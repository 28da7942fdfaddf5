use async_trait::async_trait;
use chrono::{DateTime, Utc};
use serde::{Deserialize, Serialize};
use sqlx::{PgPool, QueryBuilder, Row};
use uuid::Uuid;

use super::content::{ActionMessages, AssetRef, ContentDraft, ContentRecords, ListFilter};
use super::PersistError;

const COLUMNS: &str =
    "id, title, slug, content, excerpt, image_url, author, tags, is_published, created_at, updated_at";

// Note the wording drift against the other two types ("an admin", bare
// "Image is required."); each string is verbatim what the dashboard shows.
pub const MESSAGES: ActionMessages = ActionMessages {
    access_denied: "Access denied. You are not an admin.",
    image_required: "Image is required.",
    upload_failed: "Failed to upload image",
    create_failed: "Failed to create post",
    created: "Post successfully created!",
    id_missing: "Post ID not found for update.",
    update_failed: "Failed to update post",
    updated: "Post successfully updated!",
    delete_failed: "Failed to delete post",
    deleted: "Post successfully deleted!",
};

#[derive(Debug, Clone, Serialize, sqlx::FromRow)]
pub struct BlogPostRecord {
    pub id: Uuid,
    pub title: String,
    pub slug: String,
    pub content: String,
    pub excerpt: Option<String>,
    pub image_url: Option<String>,
    pub author: String,
    pub tags: Vec<String>,
    pub is_published: bool,
    pub created_at: DateTime<Utc>,
    pub updated_at: DateTime<Utc>,
}

#[derive(Debug, Clone, Serialize, Deserialize)]
pub struct BlogPostDraft {
    pub title: String,
    pub slug: String,
    pub content: String,
    #[serde(default)]
    pub excerpt: Option<String>,
    pub author: String,
    #[serde(default)]
    pub tags: Vec<String>,
    #[serde(default)]
    pub is_published: bool,
}

impl ContentDraft for BlogPostDraft {
    fn slug(&self) -> &str {
        &self.slug
    }
}

pub struct PgTutorials {
    pool: PgPool,
}

impl PgTutorials {
    pub fn new(pool: PgPool) -> Self {
        Self { pool }
    }
}

#[async_trait]
impl ContentRecords for PgTutorials {
    type Draft = BlogPostDraft;
    type Record = BlogPostRecord;

    fn bucket(&self) -> &'static str {
        "blogimages"
    }

    fn label(&self) -> &'static str {
        "Post"
    }

    fn messages(&self) -> &'static ActionMessages {
        &MESSAGES
    }

    fn revalidate_paths(&self, slug: Option<&str>) -> Vec<String> {
        let mut paths = vec!["/tutorials".to_string()];
        if let Some(slug) = slug {
            paths.push(format!("/tutorials/{}", slug));
        }
        paths
    }

    async fn list(&self, filter: &ListFilter) -> Result<Vec<BlogPostRecord>, PersistError> {
        let mut qb = QueryBuilder::new(format!("SELECT {} FROM blog_posts", COLUMNS));
        let mut has_where = false;

        if filter.published_only {
            qb.push(" WHERE is_published = TRUE");
            has_where = true;
        }
        if let Some(q) = &filter.search {
            qb.push(if has_where { " AND" } else { " WHERE" });
            has_where = true;
            qb.push(" title ILIKE ");
            qb.push_bind(format!("%{}%", q));
        }
        if !filter.tags.is_empty() {
            qb.push(if has_where { " AND" } else { " WHERE" });
            qb.push(" tags @> ");
            qb.push_bind(filter.tags.clone());
            qb.push("::text[]");
        }
        qb.push(" ORDER BY created_at DESC");

        Ok(qb.build_query_as::<BlogPostRecord>().fetch_all(&self.pool).await?)
    }

    async fn find_by_slug(&self, slug: &str) -> Result<Option<BlogPostRecord>, PersistError> {
        // Public tutorial detail only shows published posts
        let sql = format!("SELECT {} FROM blog_posts WHERE slug = $1 AND is_published = TRUE", COLUMNS);
        Ok(sqlx::query_as::<_, BlogPostRecord>(&sql)
            .bind(slug)
            .fetch_optional(&self.pool)
            .await?)
    }

    async fn count(&self) -> Result<i64, PersistError> {
        let row = sqlx::query("SELECT COUNT(*) AS count FROM blog_posts")
            .fetch_one(&self.pool)
            .await?;
        Ok(row.get::<i64, _>("count"))
    }

    async fn insert(&self, draft: &BlogPostDraft, image_url: &str) -> Result<(), PersistError> {
        sqlx::query(
            "INSERT INTO blog_posts \
             (title, slug, content, excerpt, image_url, author, tags, is_published) \
             VALUES ($1, $2, $3, $4, $5, $6, $7, $8)",
        )
        .bind(&draft.title)
        .bind(&draft.slug)
        .bind(&draft.content)
        .bind(&draft.excerpt)
        .bind(image_url)
        .bind(&draft.author)
        .bind(&draft.tags)
        .bind(draft.is_published)
        .execute(&self.pool)
        .await?;
        Ok(())
    }

    async fn update(&self, id: Uuid, draft: &BlogPostDraft, image_url: Option<&str>) -> Result<(), PersistError> {
        sqlx::query(
            "UPDATE blog_posts SET \
             title = $1, slug = $2, content = $3, excerpt = $4, image_url = $5, author = $6, \
             tags = $7, is_published = $8, updated_at = NOW() \
             WHERE id = $9",
        )
        .bind(&draft.title)
        .bind(&draft.slug)
        .bind(&draft.content)
        .bind(&draft.excerpt)
        .bind(image_url)
        .bind(&draft.author)
        .bind(&draft.tags)
        .bind(draft.is_published)
        .bind(id)
        .execute(&self.pool)
        .await?;
        Ok(())
    }

    async fn asset_ref(&self, id: Uuid) -> Result<AssetRef, PersistError> {
        let row = sqlx::query("SELECT image_url, slug FROM blog_posts WHERE id = $1")
            .bind(id)
            .fetch_optional(&self.pool)
            .await?
            .ok_or(PersistError::NotFound)?;
        Ok(AssetRef {
            image_url: row.get("image_url"),
            slug: Some(row.get::<String, _>("slug")),
        })
    }

    async fn delete(&self, id: Uuid) -> Result<(), PersistError> {
        sqlx::query("DELETE FROM blog_posts WHERE id = $1")
            .bind(id)
            .execute(&self.pool)
            .await?;
        Ok(())
    }
}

——

EXERCISE DETAILS> Lines above containing "excerpt": how many? Reply with the number only.

FINISHED EXERCISE> 7